CF sputum samples – 130K to 340K total seqs per sample
Normal sputum samples – 150K to 360K total seqs per sample
Reagent controls – <1K to 15K seqs per sample

In contrast, a manuscript that is in review now from my lab, with deep lung samples, has 10-40K seqs per sample. That was done as part of a very large sequencing run with a few hundred samples, so of course each sample has fewer reads.

I double-checked my batch file just now, which is right out of the latest version of the MiSeq SOP. I don’t see any missing count tables or name files.

By the time I past chimera checking, per summary.seqs I have 327K uniques and 3.96M total seqs. I think this is why dist.seqs is gagging.

As to Pat’s concern as stated in his blog, Argonne does 2 x 150 bp reads. My person there is pretty darned adamant that for V4 (only), with an amplicon of 253 bp, that this is sufficient for proper overlap. She thinks a 2 x 250 bp read is overkill and wasteful. She and Pat may need to agree to disagree!

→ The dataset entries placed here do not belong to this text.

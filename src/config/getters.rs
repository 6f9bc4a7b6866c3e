//! Getter methods for `LexiconConfig`

use std::path::PathBuf;
use std::time::Duration;

use super::types::{LexiconConfig, PipelineConfig};

impl LexiconConfig {
    #[must_use]
    pub fn api_endpoint(&self) -> &str {
        &self.api_endpoint
    }

    #[must_use]
    pub fn site_origin(&self) -> &str {
        &self.site_origin
    }

    #[must_use]
    pub fn pipeline(&self) -> &PipelineConfig {
        &self.pipeline
    }

    #[must_use]
    pub fn history_capacity(&self) -> usize {
        self.history_capacity
    }

    #[must_use]
    pub fn cache_capacity(&self) -> usize {
        self.cache_capacity
    }

    #[must_use]
    pub fn request_timeout(&self) -> Duration {
        Duration::from_secs(self.request_timeout_secs)
    }

    /// Resolved location of the persisted user state
    ///
    /// Falls back to `<data dir>/latin-lexicon/state.json`, or a file in the
    /// working directory when the platform has no data directory.
    #[must_use]
    pub fn state_path(&self) -> PathBuf {
        if let Some(path) = &self.state_path {
            return path.clone();
        }
        dirs::data_dir()
            .map(|dir| dir.join("latin-lexicon").join("state.json"))
            .unwrap_or_else(|| PathBuf::from("latin-lexicon-state.json"))
    }
}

Another potential issue: I’m running all this on a iMac Core i7 with 24 GB memory. Might not be enough muscle. I don’t know how to run this on a server, but perhaps some advice on this and I can get our informatics people to set something up for me?

Any other thoughts? Many thanks in advance and sorry for the length of the response.

Just an update: I ran cluster.split (got it to work) using the file option. I no longer have a 1 TB dist file, but I have a bunch of smaller dist files, the largest of which is ~ 240GB. I’m running it now using the ‘file’ that was generated. Does anyone have a sense of how big a dist file can be in this option before Mothur fails?

The size of the distance file mothur can process is directly related to the amount of memory you have. With the cluster.split command, if you are running the command with processors=1, mothur will need more memory than your largest distance file.

Thanks for that. I’m running all this from an iMac with a core i7 processor, so 1 processor is all I have. If I put in a number other than 1 it doesn’t matter, as I recall.

I’m going to look into getting our university informatics team set up something on a server to let me run Mothur with some more muscle for this.